Two hundred sixty-four days after the general
elections (held on 26 May 2019) and 422 days after its last fully functioning government resigned,
negotiations for a new government in Belgium seem to have ended in total
impasse. New elections may now be the most likely outcome.
Since the elections of 10 June 2007 it has
become increasingly complicated to form a federal Belgian government.

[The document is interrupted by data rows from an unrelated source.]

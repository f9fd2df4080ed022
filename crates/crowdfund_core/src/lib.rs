//! Core catalog logic for crowd-funded game projects.
//! Derivations, view models and the presentation shell live here; display
//! surfaces and input sources plug in through traits.

pub mod config;
pub mod derive;
pub mod logging;
pub mod model;
pub mod render;
pub mod shell;
pub mod source;

pub use config::{CatalogConfig, ConfigError, ShellSettings};
pub use derive::{
    count, filter_by, filter_funded, filter_unfunded, funded_count, funding_percentage, is_funded,
    progress_width, search, sort_by, sort_by_label, sorted_copy, summarize, top_n, total_backers,
    total_pledged, unfunded_count, CatalogSummary, FilterMode, SortCriterion, SortOutcome,
    UnknownLabel,
};
pub use logging::{default_log_level, init_logging, logging_status, LoggingError};
pub use model::catalog::Catalog;
pub use model::project::{Project, ProjectValidationError};
pub use render::{
    render, render_description, render_summary, render_top_performers, CardViewModel,
    SummaryView, TopPerformersView,
};
pub use shell::bindings::{BindingError, ControlAction, ControlBindings};
pub use shell::surfaces::{
    CardSurface, DescriptionSurface, DisplaySurfaces, HighlightSurface, SummarySurface,
};
pub use shell::{PresentationShell, UserEvent, ViewState};
pub use source::{
    bundled_catalog, parse_catalog, CatalogError, CatalogResult, CatalogSource, JsonFileSource,
    JsonStrSource,
};

/// Returns the core crate version.
pub fn core_version() -> &'static str {
    env!("CARGO_PKG_VERSION")
}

Between
2007 and 2010, four governments succeeded each other, before the last one broke
down in April 2010. Then followed elections and 540 days of negotiations before
Elio di Rupo was able to lead a center-left government that pushed through some
remarkable reforms between December 2011 and May 2014. After the elections in
that month, Charles Michel led a government between October 2014 and December
2018, center-right and with a full majority in Parliament, but with an unusual
weak support in French-speaking Belgium, as only Michel’s liberal party
represented the electors of that part of the country. The present caretaking
government of Sophie Wilmes – who replaced Michel on 1 December last year – is
a remnant of that, as many leading ministers (Michel, Commissioner Didier Reynders,
MEP Kris Peeters) have in the meantime found new challenges.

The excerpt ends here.